Chapter 32

“We have a fast-sweep radar ahead.” Henderson’s comment was calm, uninflected.

“That’s a problem. They weren’t there when we were inbound.” Beale had jerked them to a standstill.

Without asking, the crew chiefs had shoved open their access doors and had their hands on their miniguns.

“Did they hear us on our inbound leg?”

“We entered five clicks to the west. Unless they’ve lit up the whole border.”

Daniel and the two Koreans leaned over to look out the cabin windows. Some vague glimmer of light revealed that they were hovering only a few feet above an open meadow. Trees ahead and to the side were visible as dark blotches in front of the stars.

“We have to climb to get out of here. Twenty-five feet at least. That will put us right in their eyes. All we’re hearing now is the spillover and reflections. They won’t have any signal on us yet.”

The Koreans conversed briefly over the intercom and the guard spoke for the first time since boarding.

“Tests. Last five minutes, no more minutes. We conserve power, no continuous radar.” He tried to speak proudly.

But Daniel could hear the bluff, read between the lines. Either they were unsophisticated enough to think that leaving them off most of the time meant they weren’t known and mapped; unlikely.

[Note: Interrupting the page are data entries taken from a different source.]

impl Merge {
    /// `max` segments are claimed per round, and about `1 / merge` of the
    /// scanned bytes are kept.
    pub(crate) fn new(max: usize, merge: usize) -> Self {
        let max = max.clamp(2, N_MAX_SEG_MERGE);
        let merge = merge.clamp(2, max);
        Self {
            max,
            target_ratio: 1.0 / merge as f64,
            stop_ratio: (merge - 1) as f64 / merge as f64 + 0.05,
            cursor: AtomicUsize::new(0),
            empty_merges: AtomicU32::new(0),
            successful_merges: AtomicU32::new(0),
            merged: AtomicU64::new(0),
            merged_age_sum: AtomicU64::new(0),
        }
    }

    fn margin(&self, segment_size: u32) -> u32 {
        (segment_size as f64 * self.stop_ratio) as u32
    }

    /// Free up at least one segment for writers. Returns false if nothing
    /// could be merged or expired.
    pub(crate) fn make_room(&self, seg: &Seg) -> bool {
        if seg.segments.free_count() > seg.segments.reserved() {
            return true;
        }
        self.run(seg).is_some()
    }

    /// Run a compaction round, relaxing the maturity requirement on each
    /// attempt that finds nothing to merge.
    pub(crate) fn run(&self, seg: &Seg) -> Option<MergeReport> {
        match retry(N_MERGE_ATTEMPT, |attempt| {
            let maturity = MIN_MATURE_TIME >> attempt;
            match self.scan(seg, maturity) {
                Some(report) => Attempt::Done(report),
                None => {
                    debug!("no mergeable segments, maturity {}s", maturity);
                    Attempt::Retry
                }
            }
        }) {
            Outcome::Success(report) => Some(report),
            Outcome::Contended | Outcome::Exhausted => {
                warn!("cannot find mergeable segments");
                None
            }
        }
    }

    fn is_mergeable(header: &SegmentHeader, now: u32, maturity: u32) -> bool {
        header.is_evictable()
            && header.next().is_some()
            && now.saturating_sub(header.create_at()) >= maturity
            && (header.create_at() as i64 + header.ttl() as i64 - now as i64) > EXPIRY_MARGIN as i64
    }

    /// Visit the TTL buckets round-robin, and merge the first run of
    /// mergeable segments found.
    fn scan(&self, seg: &Seg, maturity: u32) -> Option<MergeReport> {
        let start = self.cursor.load(Ordering::Relaxed);

        // one extra step so that a single busy bucket is visited again
        for i in 0..=MAX_N_TTL_BUCKET {
            let idx = (start + i) % MAX_N_TTL_BUCKET;
            let bucket = seg.ttl_buckets.get(idx);
            let first = match bucket.first() {
                Some(first) => first,
                None => continue,
            };

            // another thread is merging this bucket
            let _guard = match bucket.try_lock() {
                Some(guard) => guard,
                None => continue,
            };

            let now = seg.now();
            let begin = bucket
                .next_to_merge()
                .filter(|id| seg.segments.header(*id).ttl() == bucket.ttl())
                .unwrap_or(first);

            match self.find_run(seg, begin, now, maturity) {
                Some(run) => {
                    let sources = self.claim(seg, run, now, maturity);
                    if sources.len() < 2 {
                        Self::release(seg, &sources);
                        continue;
                    }
                    let (report, next) = match self.merge(seg, &sources, now) {
                        Some(merged) => merged,
                        None => {
                            Self::release(seg, &sources);
                            return None;
                        }
                    };
                    bucket.set_next_to_merge(next);
                    self.cursor.store(idx, Ordering::Relaxed);
                    return Some(report);
                }
                None => {
                    bucket.set_next_to_merge(None);
                    if let Some(report) = self.expire_stale_head(seg, bucket, now) {
                        self.cursor.store((idx + 1) % MAX_N_TTL_BUCKET, Ordering::Relaxed);
                        return Some(report);
                    }
                }
            }
        }
        None
    }

    /// Walk a chain from `begin` looking for three consecutive mergeable
    /// segments followed by at least one more segment.
    fn find_run(&self, seg: &Seg, begin: u32, now: u32, maturity: u32) -> Option<u32> {
        let segments = &seg.segments;
        let mut current = begin;

        // the chain may be edited while walking it
        for _ in 0..segments.count() {
            let h0 = segments.header(current);
            let n1 = h0.next()?;
            let h1 = segments.header(n1);
            let n2 = h1.next()?;
            let h2 = segments.header(n2);
            let n3 = h2.next()?;

            if !Self::is_mergeable(h0, now, maturity) {
                current = n1;
            } else if !Self::is_mergeable(h1, now, maturity) {
                current = n2;
            } else if Self::is_mergeable(h2, now, maturity) {
                return Some(current);
            } else {
                current = n3;
            }
        }
        None
    }

    /// Claim up to `max` mergeable segments starting at `start`, so they
    /// cannot be evicted or expired while they are merged.
    fn claim(&self, seg: &Seg, start: u32, now: u32, maturity: u32) -> Vec<u32> {
        let mut claimed = Vec::with_capacity(self.max);
        let _arena = seg.segments.lock();

        let mut current = Some(start);
        for _ in 0..self.max {
            let id = match current {
                Some(id) => id,
                None => break,
            };
            let header = seg.segments.header(id);
            current = header.next();

            if !Self::is_mergeable(header, now, maturity) || !header.try_claim() {
                continue;
            }
            claimed.push(id);
            self.merged.fetch_add(1, Ordering::Relaxed);
            self.merged_age_sum.fetch_add(
                now.saturating_sub(header.create_at()) as u64,
                Ordering::Relaxed,
            );
        }
        claimed
    }

    /// Return claimed segments which were not consumed.
    fn release(seg: &Seg, ids: &[u32]) {
        for id in ids {
            seg.segments.header(*id).set_evictable(true);
        }
    }

    /// If nothing in the bucket can be merged but its oldest segment is much
    /// older than the segments usually merged, reclaim it outright.
    fn expire_stale_head(&self, seg: &Seg, bucket: &TtlBucket, now: u32) -> Option<MergeReport> {
        let merged = self.merged.load(Ordering::Relaxed);
        if merged <= MIN_MERGED_FOR_STARVATION {
            return None;
        }
        let average = self.merged_age_sum.load(Ordering::Relaxed) / merged;

        let head = bucket.first()?;
        let header = seg.segments.header(head);
        let age = now.saturating_sub(header.create_at()) as u64;
        if age <= average * 2 {
            return None;
        }

        let occupied = header.occupied().max(0) as usize;
        if !seg.reclaim(head, Reclaim::Expire) {
            return None;
        }
        let mut arena = seg.segments.lock();
        seg.segments.push_free(&mut arena, head);
        debug!(
            "expired segment {} aged {}s, average merged age {}s",
            head, age, average
        );

        Some(MergeReport {
            segments: vec![head],
            scanned: occupied,
            copied: 0,
            discarded: occupied,
            destination: None,
        })
    }

    /// Merge the claimed segments into one fresh segment. Returns the report
    /// and where the bucket's next merge should start, or `None` if no
    /// destination segment was available.
    fn merge(&self, seg: &Seg, sources: &[u32], now: u32) -> Option<(MergeReport, Option<u32>)> {
        let segments = &seg.segments;
        let first = segments.header(sources[0]);
        let after_run = sources.last().and_then(|id| segments.header(*id).next());

        let dest = match seg.take_free(true) {
            Some(id) => id,
            None => {
                warn!("no free segment to merge into");
                return None;
            }
        };
        segments.init(dest, first.ttl(), first.create_at());
        let dest_header = segments.header(dest);
        dest_header.set_merge_at(now);

        let mut cutoff = if self.empty_merges.load(Ordering::Relaxed)
            > self.successful_merges.load(Ordering::Relaxed)
            && self.empty_merges.load(Ordering::Relaxed) > 2
        {
            0.0
        } else {
            1.0
        };

        let margin = self.margin(segments.segment_size());
        let mut report = MergeReport::default();
        let mut consumed = 0;

        while consumed < sources.len() && dest_header.write_offset() < margin {
            let src = sources[consumed];
            consumed += 1;

            self.copy(seg, dest, src, &mut cutoff, &mut report);

            let src_header = segments.header(src);
            src_header.set_accessible(false);
            segments.wait_refcount(src);

            // a writer may have linked an item after the scan
            if src_header.n_item() > 0 {
                SEGMENT_EVICT_RETRY.increment();
                seg.scrub(src);
            }

            let mut arena = segments.lock();
            if consumed == 1 {
                seg.ttl_buckets.replace(segments, dest, src, &arena);
            } else {
                seg.ttl_buckets.unlink(segments, src, &arena);
            }
            segments.push_free(&mut arena, src);
            report.segments.push(src);
            SEGMENT_MERGE.increment();
        }

        Self::release(seg, &sources[consumed..]);

        if dest_header.occupied() <= 0 {
            dest_header.set_accessible(false);
            segments.wait_refcount(dest);
            {
                let mut arena = segments.lock();
                seg.ttl_buckets.unlink(segments, dest, &arena);
                segments.push_free(&mut arena, dest);
            }
            self.empty_merges.fetch_add(1, Ordering::Relaxed);
            SEGMENT_MERGE_EMPTY.increment();
            warn!(
                "merged {} segments with no live items, returned segment {}",
                consumed, dest
            );
            return Some((report, after_run));
        }

        segments.clear_tail(dest);
        dest_header.set_evictable(true);
        self.successful_merges.fetch_add(1, Ordering::Relaxed);
        report.destination = Some(dest);

        info!(
            "ttl {}: merged {}/{} segments {:?} into segment {}, {} free segments, {} bytes in {} items",
            dest_header.ttl(),
            consumed,
            sources.len(),
            report.segments,
            dest,
            segments.free_count(),
            dest_header.occupied(),
            dest_header.n_item()
        );

        Some((report, dest_header.next()))
    }

    /// Copy the hot items of `src` into `dest`, evicting the rest.
    fn copy(&self, seg: &Seg, dest: u32, src: u32, cutoff: &mut f64, report: &mut MergeReport) {
        let segments = &seg.segments;
        let hashtable = &seg.hashtable;
        let segment_size = segments.segment_size() as usize;
        let src_header = segments.header(src);
        let dest_header = segments.header(dest);

        let n_item = src_header.n_item();
        let mean_size = if n_item > 0 {
            src_header.occupied() as f64 / n_item as f64
        } else {
            1.0
        };

        let mut copy_all = *cutoff < 0.0001;
        let mut threshold = (1.0 + *cutoff) / 2.0;
        let update_interval = (segment_size / 10).max(1);
        let mut next_update = update_interval;
        let margin = self.margin(segments.segment_size()) as usize;

        let mut scanned = 0;
        let mut copied = 0;

        for (offset, item) in segments.items(src) {
            let size = item.size();
            scanned += size;

            if scanned >= next_update {
                next_update += update_interval;
                let t = (copied as f64 / scanned as f64 - self.target_ratio) / self.target_ratio;
                if !(-0.5..=0.5).contains(&t) {
                    threshold *= 1.0 + t;
                }
            }

            // this is the last segment this destination can take, so keep
            // everything that still fits
            if !copy_all
                && dest_header.write_offset() as usize >= margin
                && offset as usize > margin
            {
                copy_all = true;
            }

            if item.is_deleted() || !hashtable.is_current(item.key(), src, offset, segments) {
                continue;
            }
            report.scanned += size;

            // invisible after a flush
            if seg.is_flushed(&item) {
                if hashtable.evict(item.key(), src, offset, segments) {
                    ITEM_EVICT.increment();
                }
                report.discarded += size;
                continue;
            }

            let freq = hashtable.get_freq(item.key(), src, offset, segments) as f64;
            let hit = freq / (size as f64 / mean_size);

            let dest_offset = dest_header.write_offset();
            if (hit <= threshold && !copy_all) || dest_offset as usize + size > segment_size {
                if hashtable.evict(item.key(), src, offset, segments) {
                    ITEM_DISCARDED.increment();
                }
                report.discarded += size;
                continue;
            }

            // SAFETY: the destination is not visible to writers and the range
            // was checked to fit
            unsafe {
                item.copy_to(segments.raw(dest, dest_offset));
            }

            if hashtable.relink(item.key(), (src, offset), (dest, dest_offset), segments) {
                dest_header.set_write_offset(dest_offset + size as u32);
                dest_header.add_item(size);
                src_header.release_item(size);
                copied += size;
                report.copied += size;
                ITEM_COMPACTED.increment();
            } else {
                // superseded while copying
                ITEM_RELINK_STALE.increment();
            }
        }

        *cutoff = threshold;
        debug!(
            "moved items from segment {} to segment {}: {} items, offset {}, cutoff {:.2}, target ratio {:.2}",
            src,
            dest,
            dest_header.n_item(),
            dest_header.write_offset(),
            cutoff,
            self.target_ratio
        );
    }
}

Or, more likely, they didn’t have sufficient fuel to justify constant operation of the power draining equipment. North Korea had many problems, food and fuel shortages nearing the top of those lists.

Daniel started the lapse timer on his watch.

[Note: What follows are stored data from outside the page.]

// Copyright 2021 Twitter, Inc.
// Licensed under the Apache License, Version 2.0
// http://www.apache.org/licenses/LICENSE-2.0

//! Thread-local fast PRNG used for probabilistic frequency counting and random
//! victim selection.

use rand::{RngCore, SeedableRng};
use rand_xoshiro::Xoshiro256PlusPlus;
use std::cell::RefCell;

thread_local! {
    static RNG: RefCell<Xoshiro256PlusPlus> = RefCell::new(Xoshiro256PlusPlus::from_entropy());
}

/// Returns a random `u64` from the calling thread's generator.
pub(crate) fn random_u64() -> u64 {
    RNG.with(|rng| rng.borrow_mut().next_u64())
}

#[cfg(test)]
/// Reseed the calling thread's generator so tests are repeatable.
pub(crate) fn reseed(seed: u64) {
    RNG.with(|rng| *rng.borrow_mut() = Xoshiro256PlusPlus::seed_from_u64(seed));
}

They knew Pyongyang was surrounded by more anti-aircraft guns than all other cities in the world combined. Over six hundred known sites surrounded the city. Hence their remote country meeting at one of Kim Jong-un’s vacation retreats.

But the border was also guarded.

If the radar sweep spotted their helicopter, they might still get out, but they’d never manage to get the Supreme Leader back in with the whole country on alert for an invasion.

The guard started to speak and Daniel could see him waved to silence. He tried again, but finally relented at the sharpness of his leader’s gesture.

So, they sat and waited.

Daniel stared at his watch through three minutes. Then four. Then five. He closed his eyes and did his best to not count in his head. To not think about the sheer mass of weaponry planted about them. North Korea’s weaponry was old, but current estimates stated that they were so heavily armed they could throw over sixty-thousand tons of highly explosive shells into the air in the first minute.

“It has been seven minutes,” Beale stated.

Daniel could feel the sweat soaking this palms, his forehead, his thoughts—murky, confused. His breath was short. Ragged.

“There we go.” Henderson sounded cheerful enough that Daniel’s thoughts of imminent death eased slightly.

“Sky reads clear. We’ll give them another minute.”

Daniel spent the very long sixty seconds blessing the people who had trained this flight crew and designed the equipment they used to keep him alive.